Life first, then work

The semester is more than half way over.  This is a great thing to ponder on, I have less than 50 days until I leave for Italy! My first trip over seas!

Less than a week after that I will have to move and started a summer semester, but right now I’m just thinking about how close this crazy semester is to ending and how close I am to drinking wine in the streets of my ancestors!

Jimmy could not believe, last night, that my semester was more than half way over.  I, having obviously felt the brunt of the work and craziness, can believe that it is moving so quick.  I often feel like the day has just begun when it is time to fall asleep on my bed at night.  It is a bizarre and unsettling feeling, I have to say.  I feel like most of us know this feeling.  I’m not about to believe that this is how it should be and that it is indeed a good thing.  Quite the opposite actually, it’s not really living.  Jim and I have been talking and trying to figure out together, what it means and how it looks to have more time for family and friends. 

We are starting to change our lives so that living is what work is worked around, and not work is what life is worked around. 

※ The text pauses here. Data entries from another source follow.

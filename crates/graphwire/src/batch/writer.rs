// SPDX-License-Identifier: Apache-2.0 OR MIT
// Copyright (c) 2025-2026 naskel.com

//! Write half of the bunch codec.

use std::sync::Arc;

use crate::channel::Accumulator;
use crate::config::StreamConfig;
use crate::error::Result;
use crate::pool::BufferPool;
use crate::wire::{PrimKind, HEADER_SLOTS};

/// A large array captured for bulk transfer after the typed buffers.
enum Deferred {
    Bool(Vec<bool>),
    U8(Vec<u8>),
    U16(Vec<u16>),
    I16(Vec<i16>),
    I32(Vec<i32>),
    I64(Vec<i64>),
    F32(Vec<f32>),
    F64(Vec<f64>),
}

/// Generate the scalar write + slice write pair for one kind
macro_rules! impl_write_kind {
    ($scalar:ident, $slice:ident, $type:ty, $buf:ident, $kind:expr, $deferred:path) => {
        /// Buffers one value, flushing the bunch first if the kind's buffer
        /// is full.
        pub fn $scalar(&mut self, v: $type) -> Result<()> {
            if self.$buf.len() == self.caps[$kind.slot()] {
                self.flush_bunch()?;
            }
            self.$buf.push(v);
            Ok(())
        }

        /// Writes a slice: small ones element-by-element through the typed
        /// buffer, large ones as one bulk transfer queued for this bunch.
        pub fn $slice(&mut self, v: &[$type]) -> Result<()> {
            if v.len() < self.cfg.small_array_limit($kind) {
                for &x in v {
                    self.$scalar(x)?;
                }
            } else {
                if self.deferred.len() == self.queue_cap {
                    self.flush_bunch()?;
                }
                self.deferred.push($deferred(v.to_vec()));
            }
            Ok(())
        }
    };
}

/// Batches primitive values by kind and frames them into bunches on an
/// [`Accumulator`]. This is the full codec for data-mode streams and the
/// substrate the graph layer writes through.
pub struct BunchWriter {
    out: Box<dyn Accumulator>,
    cfg: StreamConfig,
    caps: [usize; HEADER_SLOTS],
    queue_cap: usize,
    pool: Option<Arc<BufferPool>>,
    u8_buf: Vec<u8>,
    u16_buf: Vec<u16>,
    i16_buf: Vec<i16>,
    i32_buf: Vec<i32>,
    i64_buf: Vec<i64>,
    f32_buf: Vec<f32>,
    f64_buf: Vec<f64>,
    deferred: Vec<Deferred>,
    bunches: u64,
}

impl BunchWriter {
    /// Writer with freshly allocated buffers.
    pub fn new(out: Box<dyn Accumulator>, cfg: StreamConfig) -> Self {
        Self::build(out, cfg, None)
    }

    /// Writer drawing its buffers from a shared pool; they are returned on
    /// `close`.
    pub fn with_pool(out: Box<dyn Accumulator>, cfg: StreamConfig, pool: Arc<BufferPool>) -> Self {
        Self::build(out, cfg, Some(pool))
    }

    fn build(out: Box<dyn Accumulator>, cfg: StreamConfig, pool: Option<Arc<BufferPool>>) -> Self {
        // Header counts are u16; clamp so a huge byte budget cannot
        // overflow a slot.
        let mut caps = [0usize; HEADER_SLOTS];
        for kind in PrimKind::ALL {
            caps[kind.slot()] = cfg.typed_capacity(kind).min(u16::MAX as usize);
        }
        let queue_cap = cfg.array_queue_len.clamp(1, u16::MAX as usize);
        let (u8_buf, u16_buf, i16_buf, i32_buf, i64_buf, f32_buf, f64_buf) = match &pool {
            Some(p) => (
                p.take_u8(caps[PrimKind::U8.slot()]),
                p.take_u16(caps[PrimKind::U16.slot()]),
                p.take_i16(caps[PrimKind::I16.slot()]),
                p.take_i32(caps[PrimKind::I32.slot()]),
                p.take_i64(caps[PrimKind::I64.slot()]),
                p.take_f32(caps[PrimKind::F32.slot()]),
                p.take_f64(caps[PrimKind::F64.slot()]),
            ),
            None => (
                Vec::with_capacity(caps[PrimKind::U8.slot()]),
                Vec::with_capacity(caps[PrimKind::U16.slot()]),
                Vec::with_capacity(caps[PrimKind::I16.slot()]),
                Vec::with_capacity(caps[PrimKind::I32.slot()]),
                Vec::with_capacity(caps[PrimKind::I64.slot()]),
                Vec::with_capacity(caps[PrimKind::F32.slot()]),
                Vec::with_capacity(caps[PrimKind::F64.slot()]),
            ),
        };
        BunchWriter {
            out,
            cfg,
            caps,
            queue_cap,
            pool,
            u8_buf,
            u16_buf,
            i16_buf,
            i32_buf,
            i64_buf,
            f32_buf,
            f64_buf,
            deferred: Vec::new(),
            bunches: 0,
        }
    }

    /// Buffers one bool as a byte; bools share the u8 buffer.
    pub fn write_bool(&mut self, v: bool) -> Result<()> {
        self.write_u8(u8::from(v))
    }

    /// Writes a bool slice, encoding elements as single bytes.
    pub fn write_bool_slice(&mut self, v: &[bool]) -> Result<()> {
        if v.len() < self.cfg.small_array_limit(PrimKind::Bool) {
            for &x in v {
                self.write_bool(x)?;
            }
        } else {
            if self.deferred.len() == self.queue_cap {
                self.flush_bunch()?;
            }
            self.deferred.push(Deferred::Bool(v.to_vec()));
        }
        Ok(())
    }

    impl_write_kind!(write_u8, write_u8_slice, u8, u8_buf, PrimKind::U8, Deferred::U8);
    impl_write_kind!(write_u16, write_u16_slice, u16, u16_buf, PrimKind::U16, Deferred::U16);
    impl_write_kind!(write_i16, write_i16_slice, i16, i16_buf, PrimKind::I16, Deferred::I16);
    impl_write_kind!(write_i32, write_i32_slice, i32, i32_buf, PrimKind::I32, Deferred::I32);
    impl_write_kind!(write_i64, write_i64_slice, i64, i64_buf, PrimKind::I64, Deferred::I64);
    impl_write_kind!(write_f32, write_f32_slice, f32, f32_buf, PrimKind::F32, Deferred::F32);
    impl_write_kind!(write_f64, write_f64_slice, f64, f64_buf, PrimKind::F64, Deferred::F64);

    /// Signed 8-bit scalar, bit-cast onto the u8 buffer.
    pub fn write_i8(&mut self, v: i8) -> Result<()> {
        self.write_u8(v as u8)
    }

    /// Unsigned 32-bit scalar, bit-cast onto the i32 buffer.
    pub fn write_u32(&mut self, v: u32) -> Result<()> {
        self.write_i32(v as i32)
    }

    /// Unsigned 64-bit scalar, bit-cast onto the i64 buffer.
    pub fn write_u64(&mut self, v: u64) -> Result<()> {
        self.write_i64(v as i64)
    }

    /// Char scalar, carried as its code point on the i32 buffer.
    pub fn write_char(&mut self, v: char) -> Result<()> {
        self.write_i32(v as u32 as i32)
    }

    /// Length-prefixed UTF-8 string; `None` is the length -1.
    pub fn write_utf(&mut self, v: Option<&str>) -> Result<()> {
        match v {
            None => self.write_i32(-1),
            Some(s) => {
                let bytes = s.as_bytes();
                self.write_i32(bytes.len() as i32)?;
                self.write_u8_slice(bytes)
            }
        }
    }

    /// Writes the current bunch: header, non-empty typed buffers in kind
    /// order, then deferred array payloads in push order.
    fn flush_bunch(&mut self) -> Result<()> {
        let mut header = [0u16; HEADER_SLOTS];
        header[PrimKind::Bool.slot()] = self.deferred.len() as u16;
        header[PrimKind::U8.slot()] = self.u8_buf.len() as u16;
        header[PrimKind::U16.slot()] = self.u16_buf.len() as u16;
        header[PrimKind::I16.slot()] = self.i16_buf.len() as u16;
        header[PrimKind::I32.slot()] = self.i32_buf.len() as u16;
        header[PrimKind::I64.slot()] = self.i64_buf.len() as u16;
        header[PrimKind::F32.slot()] = self.f32_buf.len() as u16;
        header[PrimKind::F64.slot()] = self.f64_buf.len() as u16;

        log::debug!(
            "[BUNCH] flush arrays={} u8={} u16={} i16={} i32={} i64={} f32={} f64={}",
            self.deferred.len(),
            self.u8_buf.len(),
            self.u16_buf.len(),
            self.i16_buf.len(),
            self.i32_buf.len(),
            self.i64_buf.len(),
            self.f32_buf.len(),
            self.f64_buf.len(),
        );

        self.out.write_u16_array(&header)?;
        if !self.u8_buf.is_empty() {
            self.out.write_u8_array(&self.u8_buf)?;
            self.u8_buf.clear();
        }
        if !self.u16_buf.is_empty() {
            self.out.write_u16_array(&self.u16_buf)?;
            self.u16_buf.clear();
        }
        if !self.i16_buf.is_empty() {
            self.out.write_i16_array(&self.i16_buf)?;
            self.i16_buf.clear();
        }
        if !self.i32_buf.is_empty() {
            self.out.write_i32_array(&self.i32_buf)?;
            self.i32_buf.clear();
        }
        if !self.i64_buf.is_empty() {
            self.out.write_i64_array(&self.i64_buf)?;
            self.i64_buf.clear();
        }
        if !self.f32_buf.is_empty() {
            self.out.write_f32_array(&self.f32_buf)?;
            self.f32_buf.clear();
        }
        if !self.f64_buf.is_empty() {
            self.out.write_f64_array(&self.f64_buf)?;
            self.f64_buf.clear();
        }
        for d in self.deferred.drain(..) {
            match d {
                Deferred::Bool(v) => self.out.write_bool_array(&v)?,
                Deferred::U8(v) => self.out.write_u8_array(&v)?,
                Deferred::U16(v) => self.out.write_u16_array(&v)?,
                Deferred::I16(v) => self.out.write_i16_array(&v)?,
                Deferred::I32(v) => self.out.write_i32_array(&v)?,
                Deferred::I64(v) => self.out.write_i64_array(&v)?,
                Deferred::F32(v) => self.out.write_f32_array(&v)?,
                Deferred::F64(v) => self.out.write_f64_array(&v)?,
            }
        }
        self.bunches += 1;
        Ok(())
    }

    /// Flushes the pending bunch and pushes everything to the channel.
    pub fn flush(&mut self) -> Result<()> {
        self.flush_bunch()?;
        self.out.flush()
    }

    /// Flushes, returns pooled buffers, and closes the channel.
    pub fn close(&mut self) -> Result<()> {
        self.flush()?;
        if let Some(pool) = self.pool.take() {
            pool.give_u8(std::mem::take(&mut self.u8_buf));
            pool.give_u16(std::mem::take(&mut self.u16_buf));
            pool.give_i16(std::mem::take(&mut self.i16_buf));
            pool.give_i32(std::mem::take(&mut self.i32_buf));
            pool.give_i64(std::mem::take(&mut self.i64_buf));
            pool.give_f32(std::mem::take(&mut self.f32_buf));
            pool.give_f64(std::mem::take(&mut self.f64_buf));
        }
        self.out.close()
    }

    /// Logical bytes accepted by the channel so far.
    pub fn bytes_written(&self) -> u64 {
        self.out.bytes_written()
    }

    /// Restarts the channel's byte counter.
    pub fn reset_bytes_written(&mut self) {
        self.out.reset_bytes_written();
    }

    /// Bunches flushed since construction.
    pub fn bunches_flushed(&self) -> u64 {
        self.bunches
    }

    /// Stream tunables this writer was built with.
    pub fn config(&self) -> &StreamConfig {
        &self.cfg
    }
}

We obviously have the luxury of doing this because we are not married with kids or have any extreme debt.  I understand, that in America, this is usually not possible.  That does not mean I won’t take advantage of it while it is possible for me.  I feel like, though, if I start living like this now, I can take it with me into marriage.  Who knows.  This economy is certainly not helping us out, but I can still dream.

Philosophy and The Simpsons-

A few of my friends have been interested in the course that I am taking on The Simpsons.  I have decided to post what I wrote for my Mid-Term, to give them an idea of what we are discussing, learning and laughing about.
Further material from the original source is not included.